Cheesy Cauliflower Casserole
1 large head cauliflower
10 cups salted water
1 cup milk
For the cheese sauce:
3 tablespoons butter
3 tablespoons flour
1 1/2 cups reserved cauliflower cooking water
1 cup milk
Salt and Pepper to taste
Pinch of cayenne pepper
1/4 teaspoon freshly grated nutmeg
1 vegetable bouillon cube
3 tablespoons heavy cream
6 ounces grated Swiss Cheese, divided
Clean and cut up the cauliflower into florets. Rinse or use method described above.
Bring saltwater along with 1 cup milk to a boil in a large pot. Add cauliflower and cook on medium-low heat for about 10-15 minutes or until "al dente". Drain, making sure to reserve 1 1/2 cups of the cooking liquid. Set aside.
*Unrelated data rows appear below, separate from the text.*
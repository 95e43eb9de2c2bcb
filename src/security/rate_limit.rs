//! Fixed-window rate limiting per client IP.
//!
//! Every response passing through the limiter carries `RateLimit-Limit`,
//! `RateLimit-Remaining` and `RateLimit-Reset`; rejections add
//! `Retry-After` set to the full window length.

use std::net::IpAddr;
use std::sync::Arc;
use std::time::Duration;

use axum::{
    body::Body,
    extract::State,
    http::{HeaderName, HeaderValue, Request},
    middleware::Next,
    response::Response,
};
use dashmap::DashMap;
use tokio::sync::broadcast;

use crate::http::response::too_many_requests;
use crate::observability::metrics;
use crate::security::backoff::{now_millis, wait_secs};
use crate::security::client_ip;

static RATELIMIT_LIMIT: HeaderName = HeaderName::from_static("ratelimit-limit");
static RATELIMIT_REMAINING: HeaderName = HeaderName::from_static("ratelimit-remaining");
static RATELIMIT_RESET: HeaderName = HeaderName::from_static("ratelimit-reset");

/// Counter for the current window of one client.
#[derive(Debug, Clone, Copy)]
struct Window {
    started_ms: u64,
    hits: u32,
}

/// Result of a window check.
#[derive(Debug, Clone, Copy, PartialEq, Eq)]
pub struct WindowStatus {
    pub allowed: bool,
    pub limit: u32,
    pub remaining: u32,
    /// Seconds until the current window resets.
    pub reset_secs: u64,
}

/// State for one named fixed-window limiter.
pub struct RateLimiterState {
    name: &'static str,
    windows: DashMap<IpAddr, Window>,
    window_ms: u64,
    max_requests: u32,
    message: String,
}

impl RateLimiterState {
    pub fn new(
        name: &'static str,
        window_ms: u64,
        max_requests: u32,
        message: impl Into<String>,
    ) -> Self {
        Self {
            name,
            windows: DashMap::new(),
            window_ms,
            max_requests,
            message: message.into(),
        }
    }

    /// Limiter for general API routes.
    pub fn api(window_ms: u64, max_requests: u32) -> Self {
        Self::new(
            "api",
            window_ms,
            max_requests,
            "Too many requests, please try again later.",
        )
    }

    /// Stricter limiter for authentication routes.
    pub fn auth(window_ms: u64, max_requests: u32) -> Self {
        Self::new(
            "auth",
            window_ms,
            max_requests,
            "Too many authentication attempts, please try again later.",
        )
    }

    pub fn check_at(&self, client: IpAddr, now_ms: u64) -> WindowStatus {
        let mut window = self.windows.entry(client).or_insert(Window {
            started_ms: now_ms,
            hits: 0,
        });

        if now_ms.saturating_sub(window.started_ms) >= self.window_ms {
            window.started_ms = now_ms;
            window.hits = 0;
        }
        window.hits = window.hits.saturating_add(1);

        let elapsed = now_ms.saturating_sub(window.started_ms);
        WindowStatus {
            allowed: window.hits <= self.max_requests,
            limit: self.max_requests,
            remaining: self.max_requests.saturating_sub(window.hits),
            reset_secs: wait_secs(self.window_ms.saturating_sub(elapsed)),
        }
    }

    /// Drop windows that have fully elapsed.
    pub fn purge_expired(&self, now_ms: u64) {
        self.windows
            .retain(|_, w| now_ms.saturating_sub(w.started_ms) < self.window_ms);
    }
}

/// Purge elapsed windows of every limiter once per `period` until shutdown.
pub async fn run_purge(
    limiters: Vec<Arc<RateLimiterState>>,
    period: Duration,
    mut shutdown: broadcast::Receiver<()>,
) {
    let mut ticker = tokio::time::interval(period);
    ticker.tick().await;

    loop {
        tokio::select! {
            _ = ticker.tick() => {
                let now = now_millis();
                for limiter in &limiters {
                    limiter.purge_expired(now);
                }
            }
            _ = shutdown.recv() => break,
        }
    }
}

/// Middleware function for fixed-window rate limiting.
pub async fn rate_limit_middleware(
    State(state): State<Arc<RateLimiterState>>,
    request: Request<Body>,
    next: Next,
) -> Response {
    let client = client_ip(&request);

    let status = state.check_at(client, now_millis());

    let mut response = if status.allowed {
        next.run(request).await
    } else {
        tracing::warn!(client = %client, limiter = state.name, "Rate limit exceeded");
        metrics::record_rate_limited(state.name);
        too_many_requests(wait_secs(state.window_ms), state.message.clone())
    };

    let headers = response.headers_mut();
    headers.insert(RATELIMIT_LIMIT.clone(), HeaderValue::from(status.limit));
    headers.insert(RATELIMIT_REMAINING.clone(), HeaderValue::from(status.remaining));
    headers.insert(RATELIMIT_RESET.clone(), HeaderValue::from(status.reset_secs));
    response
}
//! HTTP protocol handling subsystem.
//!
//! # Data Flow
//! ```text
//! TCP connection
//!     → server.rs (Axum setup, middleware stack)
//!     → request.rs (request ID, tracing span)
//!     → api handlers
//!     → response.rs (JSON envelopes)
//!     → Send to client
//! ```

pub mod request;
pub mod response;
pub mod server;

pub use request::{RequestSpan, X_REQUEST_ID};
pub use server::{build_router, AppState, HttpServer, Limiters};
Preheat oven to 400 degrees F.
For the cheese sauce: Melt butter in a saucepan over medium heat. Add flour and cook for about 1 minute. Slowly add your reserved cooking liquid along with the additional cup of milk making sure to whisk constantly as you do so. Season with salt, pepper, cayenne, nutmeg, and bouillon cube and cook on low heat for about 10 minutes stirring occasionally or until thickened.
Add heavy cream and 4 ounces of the Swiss Cheese and stir until combined making sure not to bring the mixture to a boil.
Butter a casserole dish and add the cauliflower. Pour cheese sauce evenly over the top. Sprinkle with reserved Swiss cheese. Bake for about 10 minutes in preheated oven, or until the dish is heated through and nicely browned.